ノーム様を地面に下ろし、駆け寄ってきた陽花が肩に小パンチを連打してくるのをいなしてやる。
こいつ馬鹿だから力加減もできないし、おまけにステータス補正も効いてるからたまーに肩外れそうなくらい痛いんだよな。
「で、どこから攫ってきたんすかこの子」
「ちょ、ちょっと陽花。いくら曽良さんでも、そこまではさすがにしないさ。ねえ、曽良さん?」
「あ、ああ。まあな」
「曽良さん……?」
「ちょっとしたジョークだって! マジで引くな! この子はほら、ノームだよ! シルフやサラマンダー達と同じ存在で、今俺と契約してるんだ!」
「契約?」
ちょっとだけ不信の交じった目で俺を見る真琴と、未だ肩パンをやめてくれない暴れうましかに、ここまでで起こった事を教えた。
地下に落ちた俺が変態親父と戦った事、敗北した俺はウンディーネを奪われ、力を失った事、ノームと名乗る存在と契約した事。

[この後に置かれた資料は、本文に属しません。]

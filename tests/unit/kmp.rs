//! KMP scenarios: table shapes, match offsets, not-found convention.

use super::common::{naive_find_all, PANGRAM};
use std::cell::Cell;
use heapmatch::kmp::{backtrack_table, build_table, find, find_all, search};
use heapmatch::validate_backtrack_table;

#[test]
fn test_backtrack_case() {
    let mut table = [None; 3];
    build_table(b"123", &mut table);
    assert_eq!(search(b"123", &table, b"12123121212"), 2);
}

#[test]
fn test_length_two_needle() {
    let mut table = [None; 2];
    build_table(b"12", &mut table);
    assert_eq!(table, [None, Some(0)]);
    assert_eq!(search(b"12", &table, b"11111111121111"), 8);
}

#[test]
fn test_not_found_returns_haystack_len() {
    let table = backtrack_table(b"???");
    assert_eq!(search(b"???", &table, b"this is a test"), 14);
}

#[test]
fn test_empty_needle_matches_at_zero() {
    assert_eq!(search(b"", &[], b"this is a test"), 0);
    assert_eq!(search(b"", &[], b""), 0);
    assert_eq!(find(b"", b"abc"), Some(0));
}

#[test]
fn test_empty_haystack() {
    let table = backtrack_table(b"abc");
    assert_eq!(search(b"abc", &table, b""), 0);
    assert_eq!(find(b"abc", b""), None);
}

#[test]
fn test_match_at_start_and_end() {
    assert_eq!(find(b"the", PANGRAM), Some(0));
    assert_eq!(find(b"dog", PANGRAM), Some(PANGRAM.len() - 3));
    assert_eq!(find(PANGRAM, PANGRAM), Some(0));
}

#[test]
fn test_first_of_several_matches() {
    assert_eq!(find(b"the", &PANGRAM[1..]), Some(30));
    assert_eq!(find_all(b"the", PANGRAM), vec![0, 31]);
}

#[test]
fn test_periodic_needle_backtracking() {
    // Partial matches of "aab" force repeated backtracking.
    assert_eq!(find(b"aab", b"aaaaaab"), Some(4));
    assert_eq!(find(b"abab", b"abaabababab"), Some(3));
    assert_eq!(find_all(b"abab", b"abaabababab"), vec![3, 5, 7]);
}

#[test]
fn test_tables_match_reference() {
    for needle in [
        &b"a"[..],
        b"ab",
        b"aaaa",
        b"abcabd",
        b"aabaabaaa",
        b"participate in parachute",
    ] {
        let table = backtrack_table(needle);
        assert!(
            validate_backtrack_table(needle, &table).is_ok(),
            "bad table for {:?}",
            std::str::from_utf8(needle)
        );
    }
}

#[test]
fn test_utf8_text_as_bytes() {
    let haystack = "naïve café résumé";
    let offset = find("café".as_bytes(), haystack.as_bytes()).unwrap();
    assert_eq!(&haystack[offset..offset + "café".len()], "café");
}

// ============================================================================
// COMPARISON COST
// ============================================================================

thread_local! {
    static EQ_CALLS: Cell<usize> = const { Cell::new(0) };
}

/// A byte that counts how often it is compared.
#[derive(Debug, Clone, Copy)]
struct Counted(u8);

impl PartialEq for Counted {
    fn eq(&self, other: &Self) -> bool {
        EQ_CALLS.with(|c| c.set(c.get() + 1));
        self.0 == other.0
    }
}

fn counted(bytes: &[u8]) -> Vec<Counted> {
    bytes.iter().copied().map(Counted).collect()
}

/// Run `f` and return its result with the number of element comparisons.
fn count_eq<R>(f: impl FnOnce() -> R) -> (R, usize) {
    EQ_CALLS.with(|c| c.set(0));
    let result = f();
    (result, EQ_CALLS.with(Cell::get))
}

/// Table build is at most 2k, the border step at most k, the scan at most 2n.
fn linear_budget(needle_len: usize, haystack_len: usize) -> usize {
    2 * haystack_len + 3 * needle_len
}

#[test]
fn test_find_all_is_linear_on_periodic_input() {
    let needle = counted(&[b'a'; 256]);
    let haystack = counted(&[b'a'; 4096]);

    let (matches, cmps) = count_eq(|| find_all(&needle, &haystack));
    assert_eq!(matches.len(), 4096 - 256 + 1);
    assert_eq!(matches.last(), Some(&(4096 - 256)));

    let budget = linear_budget(needle.len(), haystack.len());
    assert!(
        cmps <= budget,
        "find_all made {} comparisons, linear budget is {}",
        cmps,
        budget
    );
}

#[test]
fn test_find_all_is_linear_with_partial_overlaps() {
    let raw_needle: Vec<u8> = b"ab".iter().copied().cycle().take(64).collect();
    let mut raw_haystack: Vec<u8> = b"ab".iter().copied().cycle().take(3000).collect();
    // Break the period now and then so the scanner has to fall back.
    for i in (100..raw_haystack.len()).step_by(317) {
        raw_haystack[i] = b'a';
    }

    let needle = counted(&raw_needle);
    let haystack = counted(&raw_haystack);
    let (matches, cmps) = count_eq(|| find_all(&needle, &haystack));

    assert_eq!(matches, naive_find_all(&raw_needle, &raw_haystack));
    let budget = linear_budget(needle.len(), haystack.len());
    assert!(
        cmps <= budget,
        "find_all made {} comparisons, linear budget is {}",
        cmps,
        budget
    );
}
#[cfg(test)]
mod tests {
    use super::*;
    use crate::upstream::OutboundFrame;
    use std::path::PathBuf;

    fn test_config() -> BridgeConfig {
        BridgeConfig {
            sfu_api_base: "http://sfu.invalid/v1".into(),
            sfu_app_id: "app".into(),
            sfu_app_token: "tok".into(),
            speech_api_host: "speech.invalid".into(),
            speech_api_token: "tok".into(),
            tts_model: "aura-2".into(),
            stt_model: "nova-3".into(),
            public_base_url: "http://bridge.invalid".into(),
            state_dir: PathBuf::from("/tmp/unused"),
        }
    }

    async fn test_adapter(name: &str) -> Arc<SttAdapter> {
        let config = test_config();
        let sfu = Arc::new(SfuClient::new(&config));
        let adapter = SttAdapter::create(name, config, sfu, StoreBackend::memory())
            .await
            .unwrap();
        *adapter.transcoder.lock().await = AudioTranscoder::scalar(48_000, 16_000);
        adapter
    }

    /// Seed the connector with a channel-backed upstream and return the
    /// frame receiver.
    async fn seed_upstream(adapter: &Arc<SttAdapter>) -> mpsc::Receiver<OutboundFrame> {
        let (handle, rx) = UpstreamHandle::pipe(256);
        adapter
            .connector
            .connect(|| async move { Ok(handle) })
            .await
            .unwrap();
        rx
    }

    fn stereo_48k_frame(samples: &[i16]) -> Vec<u8> {
        let mut pcm = Vec::new();
        for s in samples {
            pcm.extend_from_slice(&s.to_le_bytes()); // L
            pcm.extend_from_slice(&s.to_le_bytes()); // R
        }
        packet::encode(1, 0, &pcm).to_vec()
    }

    #[tokio::test]
    async fn test_sfu_frame_transcodes_and_enqueues() {
        let adapter = test_adapter("s1").await;
        // Six 48 kHz frames decimate 3:1 to two 16 kHz samples.
        let frame = stereo_48k_frame(&[10, 20, 30, 40, 50, 60]);
        adapter.clone().on_sfu_frame(&frame).await;
        assert_eq!(adapter.queue.queued_bytes(), 4);
        let batch = adapter.queue.pop_batch().unwrap();
        let samples: Vec<i16> = batch
            .chunks_exact(2)
            .map(|c| i16::from_le_bytes([c[0], c[1]]))
            .collect();
        assert_eq!(samples, vec![10, 40]);
    }

    #[tokio::test]
    async fn test_drain_ships_audio_then_finalize() {
        let adapter = test_adapter("s2").await;
        let mut rx = seed_upstream(&adapter).await;

        let first = Bytes::from(vec![1u8; 2000]);
        let second = Bytes::from(vec![2u8; 2000]);
        adapter.queue.enqueue(first.clone());
        adapter.queue.enqueue(second.clone());
        adapter
            .store
            .update(
                StatePatch {
                    pending_finalize: Some(true),
                    ..Default::default()
                },
                true,
            )
            .await
            .unwrap();

        adapter.clone().drain().await;

        // All audio in order, then exactly one Finalize.
        let mut audio = Vec::new();
        let mut controls = Vec::new();
        while let Ok(frame) = rx.try_recv() {
            match frame {
                OutboundFrame::Binary(b) => audio.extend_from_slice(&b),
                OutboundFrame::Text(t) => controls.push(t),
                OutboundFrame::Close => {}
            }
        }
        let mut expected = first.to_vec();
        expected.extend_from_slice(&second);
        assert_eq!(audio, expected);
        assert_eq!(controls, vec![r#"{"type":"Finalize"}"#.to_string()]);
        assert!(!adapter.store.snapshot().await.pending_finalize);
        assert!(adapter.queue.is_empty());
    }

    #[tokio::test]
    async fn test_drain_close_stream_after_audio() {
        let adapter = test_adapter("s3").await;
        let mut rx = seed_upstream(&adapter).await;
        adapter.queue.enqueue(Bytes::from(vec![7u8; 100]));
        adapter
            .store
            .update(
                StatePatch {
                    pending_close: Some(true),
                    ..Default::default()
                },
                true,
            )
            .await
            .unwrap();
        adapter.clone().drain().await;

        let mut saw_audio_before_close = false;
        let mut close_stream_seen = false;
        while let Ok(frame) = rx.try_recv() {
            match frame {
                OutboundFrame::Binary(_) => {
                    assert!(!close_stream_seen, "audio after CloseStream");
                    saw_audio_before_close = true;
                }
                OutboundFrame::Text(t) if t.contains("CloseStream") => {
                    close_stream_seen = true;
                }
                _ => {}
            }
        }
        assert!(saw_audio_before_close);
        assert!(close_stream_seen);
        assert!(!adapter.store.snapshot().await.pending_close);
    }

    #[tokio::test]
    async fn test_small_audio_waits_for_min_batch() {
        let adapter = test_adapter("s4").await;
        let _rx = seed_upstream(&adapter).await;
        adapter.queue.enqueue(Bytes::from(vec![1u8; 100]));
        adapter.clone().drain().await;
        // Under MIN_BATCH_BYTES with no flush flag: nothing leaves.
        assert_eq!(adapter.queue.queued_bytes(), 100);
    }

    #[tokio::test]
    async fn test_transcript_ring_replayed_to_late_joiner() {
        let adapter = test_adapter("s5").await;
        adapter.on_upstream_text(r#"{"text":"one"}"#);
        adapter.on_upstream_text(r#"{"text":"two"}"#);

        let (_id, mut rx) = adapter.accept_transcription_stream().await;
        let mut texts = Vec::new();
        while let Ok(frame) = rx.try_recv() {
            if let ClientFrame::Text(t) = frame {
                texts.push(t);
            }
        }
        assert_eq!(texts.len(), 2);
        assert!(texts[0].contains("one"));
        assert!(texts[1].contains("two"));
    }

    #[tokio::test]
    async fn test_ring_capped_at_capacity() {
        let adapter = test_adapter("s6").await;
        for i in 0..(TRANSCRIPT_RING_CAPACITY + 10) {
            adapter.on_upstream_text(&format!(r#"{{"n":{}}}"#, i));
        }
        assert_eq!(adapter.ring.lock().unwrap().len(), TRANSCRIPT_RING_CAPACITY);
    }

    #[tokio::test]
    async fn test_from_finalize_emits_segment_finalized() {
        let adapter = test_adapter("s7").await;
        let (_id, mut rx) = adapter.accept_transcription_stream().await;
        adapter.on_upstream_text(r#"{"text":"done","from_finalize":true}"#);
        let mut texts = Vec::new();
        while let Ok(frame) = rx.try_recv() {
            if let ClientFrame::Text(t) = frame {
                texts.push(t);
            }
        }
        assert_eq!(texts.len(), 2);
        assert!(texts[0].contains("transcription"));
        assert!(texts[1].contains("segment_finalized"));
    }

    #[tokio::test]
    async fn test_malformed_upstream_message_ignored() {
        let adapter = test_adapter("s8").await;
        let (_id, mut rx) = adapter.accept_transcription_stream().await;
        adapter.on_upstream_text("not json at all");
        assert!(rx.try_recv().is_err());
    }

    #[tokio::test]
    async fn test_keepalive_fires_only_pre_forwarding() {
        let adapter = test_adapter("s9").await;
        let mut rx = seed_upstream(&adapter).await;
        adapter
            .store
            .update(
                StatePatch {
                    upstream_session_id: Some(Some("sfu-1".into())),
                    keep_alive_deadline: Some(Some(now_ms() - 1)),
                    ..Default::default()
                },
                true,
            )
            .await
            .unwrap();
        adapter.clone().alarm().await;
        assert!(matches!(
            rx.try_recv(),
            Ok(OutboundFrame::Text(t)) if t.contains("KeepAlive")
        ));
        // Deadline re-armed roughly one interval out.
        let snap = adapter.store.snapshot().await;
        assert!(snap.keep_alive_deadline.unwrap() > now_ms());

        // Forwarding active: the next expiry clears instead of sending.
        adapter
            .store
            .update(
                StatePatch {
                    upstream_adapter_id: Some(Some("ad-1".into())),
                    keep_alive_deadline: Some(Some(now_ms() - 1)),
                    ..Default::default()
                },
                true,
            )
            .await
            .unwrap();
        adapter.clone().alarm().await;
        assert!(rx.try_recv().is_err());
        assert!(adapter.store.snapshot().await.keep_alive_deadline.is_none());
    }

    #[tokio::test]
    async fn test_inactivity_drives_close_and_stt_done() {
        let adapter = test_adapter("s10").await;
        // No upstream socket: the close completes directly.
        let (id, rx) = adapter.accept_transcription_stream().await;
        drop(rx); // client goes away
        adapter.registry.remove(id);
        adapter
            .store
            .update(
                StatePatch {
                    inactivity_deadline: Some(Some(now_ms() - 1)),
                    ..Default::default()
                },
                true,
            )
            .await
            .unwrap();
        adapter.clone().alarm().await;
        let snap = adapter.store.snapshot().await;
        assert!(!snap.closing_due_to_inactivity);
        assert!(!snap.pending_close);
        assert!(!snap.allow_reconnect);
    }

    #[tokio::test]
    async fn test_occupancy_recovery_skips_client_disconnect() {
        let adapter = test_adapter("s11").await;
        adapter
            .store
            .update(
                StatePatch {
                    closing_due_to_inactivity: Some(true),
                    pending_close: Some(true),
                    ..Default::default()
                },
                true,
            )
            .await
            .unwrap();
        // A client arrives before the upstream close drains.
        let (_id, mut rx) = adapter.accept_transcription_stream().await;
        adapter.finish_inactive_close().await;
        // Socket stays open: no stt_done, no close frame.
        assert!(rx.try_recv().is_err());
        assert_eq!(adapter.client_count(), 1);
        assert!(!adapter.store.snapshot().await.closing_due_to_inactivity);
    }

    #[tokio::test]
    async fn test_start_forwarding_requires_connect() {
        let adapter = test_adapter("s12").await;
        match adapter.start_forwarding().await {
            Err(Error::Precondition(msg)) => assert!(msg.contains("connect")),
            other => panic!("expected precondition error, got {:?}", other.map(|_| ())),
        }
    }

    #[tokio::test]
    async fn test_reconnect_upstream_with_no_clients() {
        let adapter = test_adapter("s13").await;
        let msg = adapter.clone().reconnect_upstream().await.unwrap();
        assert_eq!(msg, "No clients connected");
        // A short grace window is armed instead of a full idle timeout.
        let snap = adapter.store.snapshot().await;
        let deadline = snap.inactivity_deadline.unwrap();
        assert!(deadline <= now_ms() + DEBUG_NO_CLIENT_GRACE_MS);
    }
}
//! WebSocket link to the streaming speech provider.
//!
//! The provider refuses credentials on the raw WebSocket handshake query, so
//! the upgrade request carries an `Authorization` bearer header. After the
//! open (bounded by a 10 s timeout) the stream is split: a writer task owns
//! the sink and consumes a bounded channel of outbound frames; a reader task
//! forwards inbound frames to the adapter as typed events. The adapter holds
//! only channel ends, never the socket, so there is no reference cycle.

use crate::error::{Error, Result};
use crate::state::StatePatch;
use crate::store::{now_ms, StateStore};
use bytes::Bytes;
use futures_util::{SinkExt, StreamExt};
use std::sync::atomic::{AtomicBool, Ordering};
use std::sync::Arc;
use std::time::Duration;
use tokio::sync::mpsc;
use tokio_tungstenite::{connect_async, tungstenite};

/// Hard cap on the WebSocket open handshake.
pub const OPEN_TIMEOUT_MS: u64 = 10_000;
/// Give up reconnecting after this many consecutive failures.
pub const MAX_RECONNECT_ATTEMPTS: u32 = 5;
/// First reconnect delay; doubles each attempt.
pub const RECONNECT_BASE_DELAY_MS: u64 = 1000;
/// Backoff ceiling.
pub const RECONNECT_MAX_DELAY_MS: u64 = 30_000;
/// A later reconnect deadline within this of an armed one is not written.
pub const RECONNECT_CHURN_GUARD_MS: u64 = 250;

/// Exponential backoff delay for the given attempt count.
pub fn reconnect_delay_ms(attempts: u32) -> u64 {
    (RECONNECT_BASE_DELAY_MS << attempts.min(10)).min(RECONNECT_MAX_DELAY_MS)
}

/// Frames the adapter pushes toward the provider.
#[derive(Debug)]
pub enum OutboundFrame {
    Text(String),
    Binary(Bytes),
    Close,
}

/// Frames the provider pushes toward the adapter.
#[derive(Debug)]
pub enum UpstreamEvent {
    Text(String),
    Binary(Bytes),
    Closed,
}

/// Cloneable handle to an established upstream socket.
#[derive(Clone)]
pub struct UpstreamHandle {
    tx: mpsc::Sender<OutboundFrame>,
    open: Arc<AtomicBool>,
}

impl UpstreamHandle {
    pub fn is_open(&self) -> bool {
        self.open.load(Ordering::SeqCst) && !self.tx.is_closed()
    }

    pub fn mark_closed(&self) {
        self.open.store(false, Ordering::SeqCst);
    }

    pub async fn send_text(&self, text: String) -> Result<()> {
        self.tx
            .send(OutboundFrame::Text(text))
            .await
            .map_err(|_| Error::UpstreamUnavailable("upstream writer gone".into()))
    }

    pub async fn send_binary(&self, bytes: Bytes) -> Result<()> {
        self.tx
            .send(OutboundFrame::Binary(bytes))
            .await
            .map_err(|_| Error::UpstreamUnavailable("upstream writer gone".into()))
    }

    /// Request a clean close; the writer task sends the close frame.
    pub async fn close(&self) {
        self.mark_closed();
        let _ = self.tx.send(OutboundFrame::Close).await;
    }

    /// Channel-backed handle with no socket behind it, for tests and for the
    /// connector plumbing. The returned receiver observes outbound frames.
    pub fn pipe(capacity: usize) -> (Self, mpsc::Receiver<OutboundFrame>) {
        let (tx, rx) = mpsc::channel(capacity);
        (
            Self {
                tx,
                open: Arc::new(AtomicBool::new(true)),
            },
            rx,
        )
    }
}

/// Open the provider WebSocket and spawn its writer/reader tasks. Inbound
/// frames arrive on the returned receiver; a final `Closed` event marks the
/// end of the connection.
pub async fn open_link(
    url: &str,
    token: &str,
    label: &str,
) -> Result<(UpstreamHandle, mpsc::Receiver<UpstreamEvent>)> {
    let request = tungstenite::http::Request::builder()
        .uri(url)
        .header("Connection", "Upgrade")
        .header("Upgrade", "websocket")
        .header("Sec-WebSocket-Version", "13")
        .header(
            "Sec-WebSocket-Key",
            tungstenite::handshake::client::generate_key(),
        )
        .header("Authorization", format!("Bearer {}", token))
        .body(())
        .map_err(|e| Error::UpstreamUnavailable(format!("bad upstream request: {}", e)))?;

    let connect = connect_async(request);
    let (stream, _response) =
        match tokio::time::timeout(Duration::from_millis(OPEN_TIMEOUT_MS), connect).await {
            Ok(Ok(ok)) => ok,
            Ok(Err(e)) => return Err(e.into()),
            Err(_) => {
                return Err(Error::Timeout(format!(
                    "upstream open exceeded {} ms",
                    OPEN_TIMEOUT_MS
                )))
            }
        };
    eprintln!("[Upstream {}] Connected", label);

    let (mut sink, mut source) = stream.split();
    let open = Arc::new(AtomicBool::new(true));
    let (out_tx, mut out_rx) = mpsc::channel::<OutboundFrame>(256);
    let (event_tx, event_rx) = mpsc::channel::<UpstreamEvent>(256);

    // Writer: drains the outbound channel into the sink.
    let writer_open = open.clone();
    let writer_label = label.to_string();
    tokio::spawn(async move {
        while let Some(frame) = out_rx.recv().await {
            let result = match frame {
                OutboundFrame::Text(t) => sink.send(tungstenite::Message::Text(t)).await,
                OutboundFrame::Binary(b) => {
                    sink.send(tungstenite::Message::Binary(b.to_vec())).await
                }
                OutboundFrame::Close => {
                    let _ = sink.send(tungstenite::Message::Close(None)).await;
                    break;
                }
            };
            if let Err(e) = result {
                eprintln!("[Upstream {}] Send error: {}", writer_label, e);
                break;
            }
        }
        writer_open.store(false, Ordering::SeqCst);
    });

    // Reader: forwards inbound frames as typed events, ending with Closed.
    let reader_open = open.clone();
    let reader_label = label.to_string();
    tokio::spawn(async move {
        while let Some(msg) = source.next().await {
            match msg {
                Ok(tungstenite::Message::Text(t)) => {
                    if event_tx.send(UpstreamEvent::Text(t)).await.is_err() {
                        break;
                    }
                }
                Ok(tungstenite::Message::Binary(b)) => {
                    if event_tx
                        .send(UpstreamEvent::Binary(Bytes::from(b)))
                        .await
                        .is_err()
                    {
                        break;
                    }
                }
                Ok(tungstenite::Message::Close(frame)) => {
                    eprintln!(
                        "[Upstream {}] Closed by provider{}",
                        reader_label,
                        frame
                            .map(|f| format!(": {} {}", f.code, f.reason))
                            .unwrap_or_default()
                    );
                    break;
                }
                Ok(_) => {}
                Err(e) => {
                    eprintln!("[Upstream {}] Receive error: {}", reader_label, e);
                    break;
                }
            }
        }
        reader_open.store(false, Ordering::SeqCst);
        let _ = event_tx.send(UpstreamEvent::Closed).await;
    });

    Ok((UpstreamHandle { tx: out_tx, open }, event_rx))
}

/// Record a failed (or closed) upstream and arm the backoff deadline. A
/// deadline is only written when no earlier one is armed; attempts past the
/// cap stop the cycle.
pub async fn schedule_reconnect(store: &StateStore, label: &str) -> Result<()> {
    let snap = store.snapshot().await;
    if !snap.allow_reconnect {
        return Ok(());
    }
    if snap.reconnect_attempts >= MAX_RECONNECT_ATTEMPTS {
        eprintln!(
            "[Upstream {}] Giving up after {} reconnect attempts",
            label, snap.reconnect_attempts
        );
        store
            .update(
                StatePatch {
                    allow_reconnect: Some(false),
                    reconnect_deadline: Some(None),
                    ..Default::default()
                },
                false,
            )
            .await?;
        return Ok(());
    }
    let delay = reconnect_delay_ms(snap.reconnect_attempts);
    let deadline = now_ms() + delay;
    let mut patch = StatePatch {
        reconnect_attempts: Some(snap.reconnect_attempts + 1),
        ..Default::default()
    };
    match snap.reconnect_deadline {
        Some(current) if deadline + RECONNECT_CHURN_GUARD_MS >= current => {}
        _ => patch.reconnect_deadline = Some(Some(deadline)),
    }
    eprintln!(
        "[Upstream {}] Reconnecting in {}ms (attempt {}/{})",
        label,
        delay,
        snap.reconnect_attempts + 1,
        MAX_RECONNECT_ATTEMPTS
    );
    store.update(patch, false).await?;
    Ok(())
}

/// Clear the backoff bookkeeping after a successful open.
pub async fn clear_reconnect(store: &StateStore) -> Result<()> {
    store
        .update(
            StatePatch {
                reconnect_attempts: Some(0),
                reconnect_deadline: Some(None),
                ..Default::default()
            },
            false,
        )
        .await?;
    Ok(())
}

// ── typed provider messages ──

/// Control messages on the TTS socket.
#[derive(Debug, PartialEq)]
pub enum TtsControl {
    /// All buffered text has been synthesized; the stream is complete.
    Flushed,
    /// Metadata, warnings, acks: logged and ignored.
    Other,
}

impl TtsControl {
    /// Malformed JSON yields `None`; the caller logs and drops it.
    pub fn parse(text: &str) -> Option<Self> {
        let value: serde_json::Value = serde_json::from_str(text).ok()?;
        match value.get("type").and_then(|t| t.as_str()) {
            Some("Flushed") => Some(TtsControl::Flushed),
            _ => Some(TtsControl::Other),
        }
    }
}

/// A transcript message on the STT socket.
#[derive(Debug)]
pub struct SttTranscript {
    pub value: serde_json::Value,
    /// Set when the provider flushed this transcript in response to a
    /// Finalize.
    pub from_finalize: bool,
}

impl SttTranscript {
    /// Malformed JSON yields `None`. A `created` field is provider
    /// bookkeeping and never treated as a completion signal.
    pub fn parse(text: &str) -> Option<Self> {
        let value: serde_json::Value = serde_json::from_str(text).ok()?;
        let from_finalize = value
            .get("from_finalize")
            .and_then(|v| v.as_bool())
            .unwrap_or(false);
        Some(Self {
            value,
            from_finalize,
        })
    }
}

#[cfg(test)]
mod tests {
    use super::*;

    #[test]
    fn test_reconnect_delay_doubles_and_caps() {
        assert_eq!(reconnect_delay_ms(0), 1000);
        assert_eq!(reconnect_delay_ms(1), 2000);
        assert_eq!(reconnect_delay_ms(2), 4000);
        assert_eq!(reconnect_delay_ms(4), 16_000);
        assert_eq!(reconnect_delay_ms(5), 30_000);
        assert_eq!(reconnect_delay_ms(30), 30_000);
    }

    #[test]
    fn test_tts_control_parse() {
        assert_eq!(
            TtsControl::parse(r#"{"type":"Flushed"}"#),
            Some(TtsControl::Flushed)
        );
        assert_eq!(
            TtsControl::parse(r#"{"type":"Metadata","x":1}"#),
            Some(TtsControl::Other)
        );
        assert_eq!(TtsControl::parse("not json"), None);
    }

    #[test]
    fn test_stt_transcript_parse() {
        let t = SttTranscript::parse(r#"{"channel":{"alternatives":[]},"from_finalize":true}"#)
            .unwrap();
        assert!(t.from_finalize);
        let t = SttTranscript::parse(r#"{"created":"2024-01-01","text":"hi"}"#).unwrap();
        assert!(!t.from_finalize);
        assert!(SttTranscript::parse("{{").is_none());
    }

    #[tokio::test]
    async fn test_pipe_handle_send_and_close() {
        let (handle, mut rx) = UpstreamHandle::pipe(8);
        assert!(handle.is_open());
        handle.send_text("hello".into()).await.unwrap();
        handle.send_binary(Bytes::from_static(&[1, 2])).await.unwrap();
        handle.close().await;
        assert!(!handle.is_open());
        assert!(matches!(rx.recv().await, Some(OutboundFrame::Text(t)) if t == "hello"));
        assert!(matches!(rx.recv().await, Some(OutboundFrame::Binary(_))));
        assert!(matches!(rx.recv().await, Some(OutboundFrame::Close)));
    }

    #[tokio::test]
    async fn test_schedule_reconnect_respects_cap_and_guard() {
        let store = StateStore::restore(crate::store::StoreBackend::memory(), "t")
            .await
            .unwrap();
        store
            .update(
                StatePatch {
                    allow_reconnect: Some(true),
                    ..Default::default()
                },
                false,
            )
            .await
            .unwrap();

        schedule_reconnect(&store, "t").await.unwrap();
        let snap = store.snapshot().await;
        assert_eq!(snap.reconnect_attempts, 1);
        let first_deadline = snap.reconnect_deadline.unwrap();

        // Second failure: a later deadline must not overwrite the armed,
        // earlier one.
        schedule_reconnect(&store, "t").await.unwrap();
        let snap = store.snapshot().await;
        assert_eq!(snap.reconnect_attempts, 2);
        assert_eq!(snap.reconnect_deadline, Some(first_deadline));

        // Exhaust the allowed attempts.
        for _ in 0..5 {
            schedule_reconnect(&store, "t").await.unwrap();
        }
        assert_eq!(store.snapshot().await.reconnect_attempts, MAX_RECONNECT_ATTEMPTS);
    }

    #[tokio::test]
    async fn test_schedule_reconnect_noop_when_disallowed() {
        let store = StateStore::restore(crate::store::StoreBackend::memory(), "t")
            .await
            .unwrap();
        schedule_reconnect(&store, "t").await.unwrap();
        let snap = store.snapshot().await;
        assert_eq!(snap.reconnect_attempts, 0);
        assert!(snap.reconnect_deadline.is_none());
    }
}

そしてこのダンジョンが、元はノームの所有物であった事。
それを聞いて反応したのは、サラマンダーとシルフであった。
『ケェーッ、クソ馬鹿だとは思ってたが、まさかノームと契約たァ、もう救いようのねェカス脳じゃねェか! 真琴、こいつ斬れ! ノームごと斬れ!』
『これは混じりっけなしに陽花のためを思って言うけど、ノームだけは駄目! こいつが何したか知ってる!? 聞いたら吐くよ、本当に!』
「お前ら、ノームに何言ってんだダンジョン産のオトボケモンスターズが」
『ほら! 絆されてる! あのね陽花、よく見てよ。ノームの生来の力みたいなもので、知性ある動物はみんなこうなっちゃうんだって!』
『ハッ、知性のねェボケでもこうなっちまうのが証明されちまったがなァ! どうした真琴、サクッと心臓刺しちまうんだよ!』
アホ2匹が何やらぎゃーすか喚いているので、俺はそっとノーム様と距離を置かせた。